--- Aim of the exercise ---
Collect each line of the records containing the string "impl".

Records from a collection
*** Begin section ***
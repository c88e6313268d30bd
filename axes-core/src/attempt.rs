//! Login attempt history.

use std::fmt;

use chrono::{DateTime, Utc};
use serde::{Deserialize, Serialize};

use crate::access::{Access, AccessRecord, NewAccessRecord, format_timestamp};

/// A recorded login try, successful or not.
#[derive(Debug, Clone, PartialEq, Eq, Serialize, Deserialize)]
pub struct AccessAttempt {
    pub id: i64,
    #[serde(flatten)]
    pub access: AccessRecord,
    /// Snapshot of the query string parameters.
    pub get_data: String,
    /// Snapshot of the submitted form body.
    pub post_data: String,
    pub failures_since_start: u32,
}

impl AccessAttempt {
    /// Number of failed logins recorded for this attempt.
    pub fn failures(&self) -> u32 {
        self.failures_since_start
    }
}

impl Access for AccessAttempt {
    fn record(&self) -> &AccessRecord {
        &self.access
    }
}

impl fmt::Display for AccessAttempt {
    fn fmt(&self, f: &mut fmt::Formatter<'_>) -> fmt::Result {
        write!(
            f,
            "Attempted Access: {}",
            format_timestamp(&self.access.attempt_time())
        )
    }
}

/// An attempt that has not been stored yet.
#[derive(Debug, Clone, PartialEq, Eq, Serialize, Deserialize)]
pub struct NewAccessAttempt {
    #[serde(flatten)]
    pub access: NewAccessRecord,
    pub get_data: String,
    pub post_data: String,
    pub failures_since_start: u32,
}

impl NewAccessAttempt {
    pub fn new(access: NewAccessRecord) -> Self {
        Self {
            access,
            get_data: String::new(),
            post_data: String::new(),
            failures_since_start: 0,
        }
    }

    pub fn with_get_data(mut self, get_data: impl Into<String>) -> Self {
        self.get_data = get_data.into();
        self
    }

    pub fn with_post_data(mut self, post_data: impl Into<String>) -> Self {
        self.post_data = post_data.into();
        self
    }

    pub fn with_failures(mut self, failures_since_start: u32) -> Self {
        self.failures_since_start = failures_since_start;
        self
    }

    /// Attach the storage id and creation time.
    pub fn into_attempt(self, id: i64, attempt_time: DateTime<Utc>) -> AccessAttempt {
        AccessAttempt {
            id,
            access: self.access.with_attempt_time(attempt_time),
            get_data: self.get_data,
            post_data: self.post_data,
            failures_since_start: self.failures_since_start,
        }
    }
}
*** End section ***
--- Result of this task ---
impl AccessAttempt {
impl Access for AccessAttempt {
impl fmt::Display for AccessAttempt {
impl NewAccessAttempt {
    pub fn with_get_data(mut self, get_data: impl Into<String>) -> Self {
    pub fn with_post_data(mut self, post_data: impl Into<String>) -> Self {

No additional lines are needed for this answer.